Era la noche –in silentio noctis– cuando se convocaba el sínodo de máximo poder en el sistema polisinodial de la Monarquía Hispánica, la que regía un bloque geopolítico que hemos perdido para ser hoy peleles de bloques geopolíticos bastardos que nos destruyeron en su día. El consejo secreto estaba formado por los hombres de la más estrecha confianza de Felipe: Juan de Idiáquez y Olazábal, Juan de Zúñiga y Requeséns, el portugués Cristóbal de Moura y el vasco Mateo Vázquez de Leca que hacía de secretario. Es imposible no relacionar la “Junta de Noche” filipina con el “Consejo Nocturno” platónico –bien mirado, son dos formas para decir lo mismo, aunque en la Junta de Felipe II no se tomara a pie juntillas las disposiciones trazadas por Platón.

Felipe II no era un monarca oscurantista y fanático, como nos lo han pintado sus enemigos, tampoco un “iniciado” en misterios ocultistas.

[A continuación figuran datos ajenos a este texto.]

use async_trait::async_trait;
use std::path::{Path, PathBuf};

use super::{validate_key, Bucket, ObjectStore, StorageError};

/// 本地文件存储（由 HTTP 层在 /media 下提供）
#[derive(Debug, Clone)]
pub struct LocalObjectStore {
    root: PathBuf,
    public_base_url: String,
}

impl LocalObjectStore {
    pub fn new(root: impl Into<PathBuf>, public_base_url: impl Into<String>) -> Self {
        Self {
            root: root.into(),
            public_base_url: public_base_url.into().trim_end_matches('/').to_string(),
        }
    }

    pub fn root(&self) -> &Path {
        &self.root
    }

    pub fn object_path(&self, bucket: Bucket, key: &str) -> PathBuf {
        self.root.join(bucket.as_str()).join(key)
    }
}

#[async_trait]
impl ObjectStore for LocalObjectStore {
    fn backend_name(&self) -> &'static str {
        "local"
    }

    async fn put(
        &self,
        bucket: Bucket,
        key: &str,
        bytes: Vec<u8>,
        content_type: &str,
    ) -> Result<(), StorageError> {
        validate_key(key)?;

        let dir = self.root.join(bucket.as_str());
        tokio::fs::create_dir_all(&dir).await?;

        let path = dir.join(key);
        tokio::fs::write(&path, &bytes).await?;

        tracing::debug!(
            "Stored {} bytes ({}) at {}",
            bytes.len(),
            content_type,
            path.display()
        );
        Ok(())
    }

    fn public_url(&self, bucket: Bucket, key: &str) -> String {
        format!("{}/media/{}/{}", self.public_base_url, bucket, key)
    }
}
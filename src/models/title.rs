use serde::{Deserialize, Serialize};

use super::content::{ContentType, ParentType};

/// 电影
#[derive(Debug, Clone, Serialize, Deserialize, PartialEq)]
pub struct Movie {
    pub id: i64,
    pub title: String,
    pub release_year: i32,
    pub imdb_rating: f64,
    #[serde(default)]
    pub synopsis: String,
    pub poster_url: Option<String>,
    pub thumbnail_url: Option<String>,
    pub video_url: Option<String>,
    /// 时长（分钟）
    pub duration: Option<i64>,
}

/// 剧集 / 韩剧（共用 series 表）
#[derive(Debug, Clone, Serialize, Deserialize, PartialEq)]
pub struct Show {
    pub id: i64,
    pub title: String,
    pub release_year: i32,
    pub imdb_rating: f64,
    #[serde(default)]
    pub synopsis: String,
    pub poster_url: Option<String>,
    #[serde(default)]
    pub is_dorama: bool,
    #[serde(default = "default_season_count")]
    pub season_count: i64,
    #[serde(default)]
    pub completed: bool,
}

/// 动画
#[derive(Debug, Clone, Serialize, Deserialize, PartialEq)]
pub struct Anime {
    pub id: i64,
    pub title: String,
    pub release_year: i32,
    pub imdb_rating: f64,
    #[serde(default)]
    pub synopsis: String,
    pub poster_url: Option<String>,
    #[serde(default = "default_season_count")]
    pub season_count: i64,
    #[serde(default)]
    pub completed: bool,
}

fn default_season_count() -> i64 {
    1
}

/// 季 / 篇章
#[derive(Debug, Clone, Serialize, Deserialize, PartialEq)]
pub struct Season {
    pub id: i64,
    pub parent_id: i64,
    pub parent_type: ParentType,
    pub season_number: i64,
    pub arc_name: Option<String>,
}

/// 单集
#[derive(Debug, Clone, Serialize, Deserialize, PartialEq)]
pub struct Episode {
    pub id: i64,
    pub season_id: i64,
    pub episode_number: i64,
    pub title: String,
    #[serde(default)]
    pub synopsis: String,
    pub thumbnail_url: Option<String>,
    pub video_url: Option<String>,
    pub duration: Option<i64>,
}

/// A top-level title of any kind.
#[derive(Debug, Clone, Serialize, PartialEq)]
#[serde(tag = "type", rename_all = "snake_case")]
pub enum Title {
    Movie(Movie),
    Series(Show),
    Drama(Show),
    Anime(Anime),
}

impl Title {
    pub fn from_show(show: Show) -> Self {
        if show.is_dorama {
            Title::Drama(show)
        } else {
            Title::Series(show)
        }
    }

    pub fn id(&self) -> i64 {
        match self {
            Title::Movie(m) => m.id,
            Title::Series(s) | Title::Drama(s) => s.id,
            Title::Anime(a) => a.id,
        }
    }

    pub fn title(&self) -> &str {
        match self {
            Title::Movie(m) => &m.title,
            Title::Series(s) | Title::Drama(s) => &s.title,
            Title::Anime(a) => &a.title,
        }
    }

    pub fn content_type(&self) -> ContentType {
        match self {
            Title::Movie(_) => ContentType::Movie,
            Title::Series(_) => ContentType::Series,
            Title::Drama(_) => ContentType::Drama,
            Title::Anime(_) => ContentType::Anime,
        }
    }

    pub fn poster_url(&self) -> Option<&str> {
        match self {
            Title::Movie(m) => m.poster_url.as_deref(),
            Title::Series(s) | Title::Drama(s) => s.poster_url.as_deref(),
            Title::Anime(a) => a.poster_url.as_deref(),
        }
    }

    /// Declared season count, `None` for movies.
    pub fn season_count(&self) -> Option<i64> {
        match self {
            Title::Movie(_) => None,
            Title::Series(s) | Title::Drama(s) => Some(s.season_count),
            Title::Anime(a) => Some(a.season_count),
        }
    }
}

/// 带单集列表的季
#[derive(Debug, Clone, Serialize, PartialEq)]
pub struct SeasonWithEpisodes {
    #[serde(flatten)]
    pub season: Season,
    pub episodes: Vec<Episode>,
}

/// 内容详情（季按编号升序，单集按编号升序）
#[derive(Debug, Clone, Serialize, PartialEq)]
pub struct ContentDetails {
    pub title: Title,
    pub seasons: Vec<SeasonWithEpisodes>,
}

impl ContentDetails {
    pub fn episode_count(&self) -> usize {
        self.seasons.iter().map(|s| s.episodes.len()).sum()
    }
}

// ============ Insert payloads ============

#[derive(Debug, Clone, Serialize)]
pub struct NewMovie {
    pub title: String,
    pub release_year: i32,
    pub imdb_rating: f64,
    pub synopsis: String,
    pub poster_url: Option<String>,
    pub thumbnail_url: Option<String>,
    pub video_url: Option<String>,
    pub duration: Option<i64>,
}

/// Insert payload for both the series and animes relations; `is_dorama` is
/// omitted for animes.
#[derive(Debug, Clone, Serialize)]
pub struct NewShow {
    pub title: String,
    pub release_year: i32,
    pub imdb_rating: f64,
    pub synopsis: String,
    pub poster_url: Option<String>,
    #[serde(skip_serializing_if = "Option::is_none")]
    pub is_dorama: Option<bool>,
    pub season_count: i64,
    pub completed: bool,
}

#[derive(Debug, Clone, Serialize)]
pub struct NewSeason {
    pub parent_id: i64,
    pub parent_type: ParentType,
    pub season_number: i64,
    pub arc_name: Option<String>,
}

#[derive(Debug, Clone, Serialize)]
pub struct NewEpisode {
    pub season_id: i64,
    pub episode_number: i64,
    pub title: String,
    pub synopsis: String,
    pub thumbnail_url: Option<String>,
    pub video_url: Option<String>,
    pub duration: Option<i64>,
}

// ============ Patches ============

/// Partial update of a title row; `None` fields are left untouched.
#[derive(Debug, Clone, Default, Serialize)]
pub struct TitlePatch {
    #[serde(skip_serializing_if = "Option::is_none")]
    pub title: Option<String>,
    #[serde(skip_serializing_if = "Option::is_none")]
    pub release_year: Option<i32>,
    #[serde(skip_serializing_if = "Option::is_none")]
    pub imdb_rating: Option<f64>,
    #[serde(skip_serializing_if = "Option::is_none")]
    pub synopsis: Option<String>,
    #[serde(skip_serializing_if = "Option::is_none")]
    pub poster_url: Option<String>,
    #[serde(skip_serializing_if = "Option::is_none")]
    pub thumbnail_url: Option<String>,
    #[serde(skip_serializing_if = "Option::is_none")]
    pub video_url: Option<String>,
    #[serde(skip_serializing_if = "Option::is_none")]
    pub duration: Option<i64>,
    #[serde(skip_serializing_if = "Option::is_none")]
    pub season_count: Option<i64>,
    #[serde(skip_serializing_if = "Option::is_none")]
    pub completed: Option<bool>,
}

#[derive(Debug, Clone, Default, Serialize)]
pub struct SeasonPatch {
    pub arc_name: Option<String>,
}

#[derive(Debug, Clone, Default, Serialize)]
pub struct EpisodePatch {
    #[serde(skip_serializing_if = "Option::is_none")]
    pub title: Option<String>,
    #[serde(skip_serializing_if = "Option::is_none")]
    pub synopsis: Option<String>,
    #[serde(skip_serializing_if = "Option::is_none")]
    pub thumbnail_url: Option<String>,
    #[serde(skip_serializing_if = "Option::is_none")]
    pub video_url: Option<String>,
    #[serde(skip_serializing_if = "Option::is_none")]
    pub duration: Option<i64>,
}
// JumpFlix 内容目录后端库
//
// 本库提供：
// - HTTP API 路由
// - 行存储（SQLite / Supabase PostgREST）
// - 媒体对象存储与上传
// - 内容创作工作流
// - 认证会话

pub mod api;
pub mod config;
pub mod database;
pub mod external;
pub mod models;
pub mod services;
pub mod storage;
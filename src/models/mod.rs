pub mod content;
pub mod form;
pub mod rating;
pub mod title;
pub mod validation;

pub use content::{ContentDescriptor, ContentType, MetadataField, ParentType, Relation, UnknownContentType};
pub use form::{
    Advance, EpisodeDraft, MediaFile, MetadataDraft, MovieDraft, SeasonChoice, ShowDraft, TitleFields,
};
pub use rating::RatingStepper;
pub use title::{
    Anime, ContentDetails, Episode, EpisodePatch, Movie, NewEpisode, NewMovie, NewSeason, NewShow,
    Season, SeasonPatch, SeasonWithEpisodes, Show, Title, TitlePatch,
};
pub use validation::{NumberValidator, StringValidator, ValidationError, Validator};
use super::catalog::CatalogService;
use super::session::{AuthService, SessionContext};
use super::upload::MediaUploader;

/// 按调用者会话构建服务
///
/// Remote backends bind every gateway call to the caller's token, so the
/// services are assembled per request instead of once per process.
pub trait Gateways: Send + Sync {
    fn backend_name(&self) -> &'static str;

    fn catalog(&self, session: &SessionContext) -> CatalogService;

    fn uploader(&self, session: &SessionContext) -> MediaUploader;

    /// `None` when the backend has no account service.
    fn auth(&self, session: &SessionContext) -> Option<AuthService>;
}

/// 本地后端：所有调用者共用同一组服务，令牌被忽略
#[derive(Clone)]
pub struct SharedGateways {
    catalog: CatalogService,
    uploader: MediaUploader,
}

impl SharedGateways {
    pub fn new(catalog: CatalogService, uploader: MediaUploader) -> Self {
        Self { catalog, uploader }
    }
}

impl Gateways for SharedGateways {
    fn backend_name(&self) -> &'static str {
        self.catalog.backend_name()
    }

    fn catalog(&self, _session: &SessionContext) -> CatalogService {
        self.catalog.clone()
    }

    fn uploader(&self, _session: &SessionContext) -> MediaUploader {
        self.uploader.clone()
    }

    fn auth(&self, _session: &SessionContext) -> Option<AuthService> {
        None
    }
}
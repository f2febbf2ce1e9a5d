use axum::{extract::State, response::IntoResponse};
use serde_json::json;

use super::error::{ApiError, ApiResult};
use super::response::success;
use super::AppState;
use crate::services::SessionContext;

/// 健康检查端点
pub async fn health_check(State(state): State<AppState>) -> ApiResult<impl IntoResponse> {
    let database = match state.database {
        Some(ref database) => {
            let stats = database.get_stats().await.map_err(|e| {
                tracing::error!("Health check failed: {}", e);
                ApiError::Internal("Database connection failed".to_string())
            })?;
            Some(stats)
        }
        None => None,
    };

    let auth_status = if state.gateways.auth(&SessionContext::new()).is_some() {
        "available"
    } else {
        "not_configured"
    };

    Ok(success(json!({
        "status": "healthy",
        "timestamp": chrono::Utc::now().to_rfc3339(),
        "version": env!("CARGO_PKG_VERSION"),
        "backend": state.gateways.backend_name(),
        "database": database,
        "auth": auth_status,
        "authoring_sessions": state.sessions.len().await,
    })))
}
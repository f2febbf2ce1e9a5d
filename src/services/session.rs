use async_trait::async_trait;
use lazy_static::lazy_static;
use regex::Regex;
use serde::{Deserialize, Serialize};
use std::sync::Arc;
use tokio::sync::watch;

use super::error::AuthError;

/// 最短密码长度
pub const MIN_PASSWORD_LEN: usize = 6;

lazy_static! {
    static ref EMAIL_RE: Regex =
        Regex::new(r"^[^\s@]+@[^\s@]+\.[^\s@]+$").expect("email regex is valid");
}

/// 用户
#[derive(Debug, Clone, Serialize, Deserialize, PartialEq)]
pub struct User {
    pub id: String,
    #[serde(default)]
    pub email: Option<String>,
}

/// 登录会话
#[derive(Debug, Clone, Serialize, Deserialize, PartialEq)]
pub struct Session {
    pub access_token: String,
    #[serde(default)]
    pub refresh_token: Option<String>,
    #[serde(default)]
    pub expires_at: Option<i64>,
    pub user: User,
}

/// 会话变化事件
#[derive(Debug, Clone, Copy, Serialize, PartialEq, Eq)]
#[serde(rename_all = "snake_case")]
pub enum AuthEvent {
    SignedIn,
    SignedOut,
    PasswordRecovery,
    UserUpdated,
}

/// Snapshot published to subscribers on every change.
#[derive(Debug, Clone, Default, PartialEq)]
pub struct SessionState {
    pub session: Option<Session>,
    /// Token presented by the caller; the backend validates it on use.
    pub bearer: Option<String>,
    pub last_event: Option<AuthEvent>,
}

/// 会话上下文（按请求或按创作会话创建，不跨调用者共享）
#[derive(Clone)]
pub struct SessionContext {
    tx: Arc<watch::Sender<SessionState>>,
}

impl SessionContext {
    pub fn new() -> Self {
        let (tx, _rx) = watch::channel(SessionState::default());
        Self { tx: Arc::new(tx) }
    }

    /// 以调用者携带的令牌初始化
    pub fn with_bearer(token: Option<String>) -> Self {
        let context = Self::new();
        context.set_bearer(token);
        context
    }

    /// Rebinds the caller token; an established session is left alone.
    pub fn set_bearer(&self, token: Option<String>) {
        self.tx.send_if_modified(|state| {
            if state.bearer == token {
                return false;
            }
            state.bearer = token;
            true
        });
    }

    pub fn subscribe(&self) -> watch::Receiver<SessionState> {
        self.tx.subscribe()
    }

    pub fn current(&self) -> Option<Session> {
        self.tx.borrow().session.clone()
    }

    pub fn access_token(&self) -> Option<String> {
        let state = self.tx.borrow();
        state
            .session
            .as_ref()
            .map(|s| s.access_token.clone())
            .or_else(|| state.bearer.clone())
    }

    pub fn is_signed_in(&self) -> bool {
        self.tx.borrow().session.is_some()
    }

    pub fn publish(&self, event: AuthEvent, session: Option<Session>) {
        tracing::info!(
            "Auth event {:?} (user: {})",
            event,
            session.as_ref().map(|s| s.user.id.as_str()).unwrap_or("-")
        );
        self.tx.send_modify(|state| {
            if event == AuthEvent::SignedOut {
                state.bearer = None;
            }
            state.session = session;
            state.last_event = Some(event);
        });
    }
}

impl Default for SessionContext {
    fn default() -> Self {
        Self::new()
    }
}

/// 认证后端接口
#[async_trait]
pub trait AuthClient: Send + Sync {
    /// Returns `None` when the account still needs email confirmation.
    async fn sign_up(&self, email: &str, password: &str) -> Result<Option<Session>, AuthError>;
    async fn sign_in(&self, email: &str, password: &str) -> Result<Session, AuthError>;
    async fn sign_out(&self, access_token: &str) -> Result<(), AuthError>;
    async fn recover(&self, email: &str) -> Result<(), AuthError>;
    async fn update_password(&self, access_token: &str, password: &str) -> Result<User, AuthError>;
    async fn get_user(&self, access_token: &str) -> Result<User, AuthError>;
}

pub fn validate_email(email: &str) -> Result<(), AuthError> {
    if EMAIL_RE.is_match(email.trim()) {
        Ok(())
    } else {
        Err(AuthError::InvalidEmail(email.to_string()))
    }
}

pub fn validate_password(password: &str) -> Result<(), AuthError> {
    if password.chars().count() < MIN_PASSWORD_LEN {
        return Err(AuthError::WeakPassword(MIN_PASSWORD_LEN));
    }
    Ok(())
}

/// 认证服务：校验输入、调用后端并更新会话上下文
#[derive(Clone)]
pub struct AuthService {
    client: Arc<dyn AuthClient>,
    session: SessionContext,
}

impl AuthService {
    pub fn new(client: Arc<dyn AuthClient>, session: SessionContext) -> Self {
        Self { client, session }
    }

    pub fn session(&self) -> &SessionContext {
        &self.session
    }

    pub async fn sign_up(&self, email: &str, password: &str) -> Result<Option<Session>, AuthError> {
        validate_email(email)?;
        validate_password(password)?;

        let session = self.client.sign_up(email.trim(), password).await?;
        if let Some(ref session) = session {
            self.session.publish(AuthEvent::SignedIn, Some(session.clone()));
        }
        Ok(session)
    }

    pub async fn sign_in(&self, email: &str, password: &str) -> Result<Session, AuthError> {
        validate_email(email)?;

        let session = self.client.sign_in(email.trim(), password).await.map_err(|e| {
            tracing::warn!("Sign in failed for {}: {}", email, e);
            e
        })?;
        self.session.publish(AuthEvent::SignedIn, Some(session.clone()));
        Ok(session)
    }

    /// Revokes the caller's token; the local context is cleared even when the
    /// remote call fails.
    pub async fn sign_out(&self) -> Result<(), AuthError> {
        let token = self.session.access_token().ok_or(AuthError::NotSignedIn)?;
        let result = self.client.sign_out(&token).await;
        self.session.publish(AuthEvent::SignedOut, None);
        result
    }

    pub async fn recover(&self, email: &str) -> Result<(), AuthError> {
        validate_email(email)?;
        self.client.recover(email.trim()).await?;
        self.session
            .publish(AuthEvent::PasswordRecovery, self.session.current());
        Ok(())
    }

    pub async fn update_password(&self, password: &str) -> Result<User, AuthError> {
        validate_password(password)?;
        let token = self.session.access_token().ok_or(AuthError::NotSignedIn)?;

        let user = self.client.update_password(&token, password).await?;
        let session = self.session.current().map(|mut s| {
            s.user = user.clone();
            s
        });
        self.session.publish(AuthEvent::UserUpdated, session);
        Ok(user)
    }

    /// Re-validates the caller's token against the backend.
    pub async fn current_user(&self) -> Result<User, AuthError> {
        let token = self.session.access_token().ok_or(AuthError::NotSignedIn)?;
        self.client.get_user(&token).await
    }
}

#[cfg(test)]
mod tests {
    use super::*;
    use std::sync::Mutex;

    struct FakeAuth {
        calls: Mutex<Vec<String>>,
    }

    fn session(email: &str) -> Session {
        Session {
            access_token: "token-1".to_string(),
            refresh_token: None,
            expires_at: None,
            user: User {
                id: "u1".to_string(),
                email: Some(email.to_string()),
            },
        }
    }

    #[async_trait]
    impl AuthClient for FakeAuth {
        async fn sign_up(&self, email: &str, _: &str) -> Result<Option<Session>, AuthError> {
            self.calls.lock().unwrap().push(format!("signup:{email}"));
            Ok(None)
        }
        async fn sign_in(&self, email: &str, password: &str) -> Result<Session, AuthError> {
            if password == "wrong-password" {
                return Err(AuthError::Rejected {
                    status: 400,
                    message: "Invalid login credentials".to_string(),
                });
            }
            Ok(session(email))
        }
        async fn sign_out(&self, token: &str) -> Result<(), AuthError> {
            self.calls.lock().unwrap().push(format!("logout:{token}"));
            Ok(())
        }
        async fn recover(&self, _: &str) -> Result<(), AuthError> {
            Ok(())
        }
        async fn update_password(&self, _: &str, _: &str) -> Result<User, AuthError> {
            Ok(session("a@b.co").user)
        }
        async fn get_user(&self, _: &str) -> Result<User, AuthError> {
            Ok(session("a@b.co").user)
        }
    }

    fn service() -> AuthService {
        AuthService::new(
            Arc::new(FakeAuth {
                calls: Mutex::new(Vec::new()),
            }),
            SessionContext::new(),
        )
    }

    #[test]
    fn test_email_and_password_rules() {
        assert!(validate_email("user@example.com").is_ok());
        assert!(validate_email("user@example").is_err());
        assert!(validate_email("no spaces@x.com").is_err());
        assert!(validate_password("12345").is_err());
        assert!(validate_password("123456").is_ok());
    }

    #[tokio::test]
    async fn test_sign_in_publishes_session() {
        let service = service();
        let mut rx = service.session().subscribe();

        service.sign_in("user@example.com", "secret1").await.unwrap();

        assert!(rx.has_changed().unwrap());
        let state = rx.borrow_and_update().clone();
        assert_eq!(state.last_event, Some(AuthEvent::SignedIn));
        assert_eq!(service.session().access_token().as_deref(), Some("token-1"));
    }

    #[tokio::test]
    async fn test_failed_sign_in_keeps_signed_out() {
        let service = service();
        let result = service.sign_in("user@example.com", "wrong-password").await;
        assert!(matches!(result, Err(AuthError::Rejected { status: 400, .. })));
        assert!(!service.session().is_signed_in());
    }

    #[tokio::test]
    async fn test_sign_out_clears_session() {
        let service = service();
        assert!(matches!(service.sign_out().await, Err(AuthError::NotSignedIn)));

        service.sign_in("user@example.com", "secret1").await.unwrap();
        service.sign_out().await.unwrap();
        assert!(service.session().current().is_none());
    }

    #[tokio::test]
    async fn test_contexts_do_not_share_tokens() {
        let fake = Arc::new(FakeAuth {
            calls: Mutex::new(Vec::new()),
        });
        let alice = AuthService::new(fake.clone(), SessionContext::new());
        let anonymous = AuthService::new(fake.clone(), SessionContext::with_bearer(None));

        alice.sign_in("alice@example.com", "secret1").await.unwrap();

        assert!(anonymous.session().access_token().is_none());
        assert!(matches!(anonymous.current_user().await, Err(AuthError::NotSignedIn)));
        assert!(matches!(anonymous.sign_out().await, Err(AuthError::NotSignedIn)));
        assert!(alice.session().is_signed_in());
        assert!(fake.calls.lock().unwrap().is_empty());
    }

    #[tokio::test]
    async fn test_sign_out_revokes_presented_bearer() {
        let fake = Arc::new(FakeAuth {
            calls: Mutex::new(Vec::new()),
        });
        let context = SessionContext::with_bearer(Some("token-9".to_string()));
        let service = AuthService::new(fake.clone(), context.clone());

        assert_eq!(context.access_token().as_deref(), Some("token-9"));
        service.sign_out().await.unwrap();

        assert_eq!(*fake.calls.lock().unwrap(), vec!["logout:token-9".to_string()]);
        assert!(context.access_token().is_none());
    }

    #[test]
    fn test_rebinding_bearer_keeps_signed_in_session() {
        let context = SessionContext::with_bearer(Some("first".to_string()));
        context.set_bearer(Some("second".to_string()));
        assert_eq!(context.access_token().as_deref(), Some("second"));

        context.publish(AuthEvent::SignedIn, Some(session("a@b.co")));
        context.set_bearer(None);
        assert_eq!(context.access_token().as_deref(), Some("token-1"));
    }

    #[tokio::test]
    async fn test_update_password_requires_session() {
        let service = service();
        assert!(matches!(
            service.update_password("new-secret").await,
            Err(AuthError::NotSignedIn)
        ));
    }
}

Era un monarca formado en el humanismo renacentista, el hecho es que poseía una de las bibliotecas más ricas de Europa y no la tenía para lucir las paredes. Muchas de las obras de Platón habían sido traducidas en Florencia, entre los años 1397 y 1400, bajo la dirección del erudito constantinopolitano Crisolaras, así «El Estado» (hoy la conocemos como «República») y «Las Leyes». Esa labor de traducción del griego al latín la continuaron, tras Cristolaras, Leonardo Bruni y otros como Ambrosius Traversarius. Según el inventario de la biblioteca filipina, el rey Felipe tenía «en un cuerpo» las obras de Platón y las llevó al Escorial, para tenerlas bien cerca. Cuando el Rey Prudente tuvo que escoger un maestro áulico, acudió a Sebastián Fox Morcillo, filósofo platónico español, aunque no pudo desempeñarse por fallecer antes de cubrir la plaza. Tampoco es casualidad que Felipe II impulsara la filosofía lulista, implantándola en las principales universidades hispánicas, apoyando a su vez la canonización de Raimundo Lulio. Lo que se trasluce de su reinado y gobierno es una voluntad de perfeccionar el ejercicio del poder, tal vez burocratizándolo excesivamente, pero siempre atento a todos los ingenios tecnológicos y novedades que pudieran servir a consolidar el poder imperial, pues lo que estaba en juego era la Cristiandad que él defendía contra todos sus enemigos.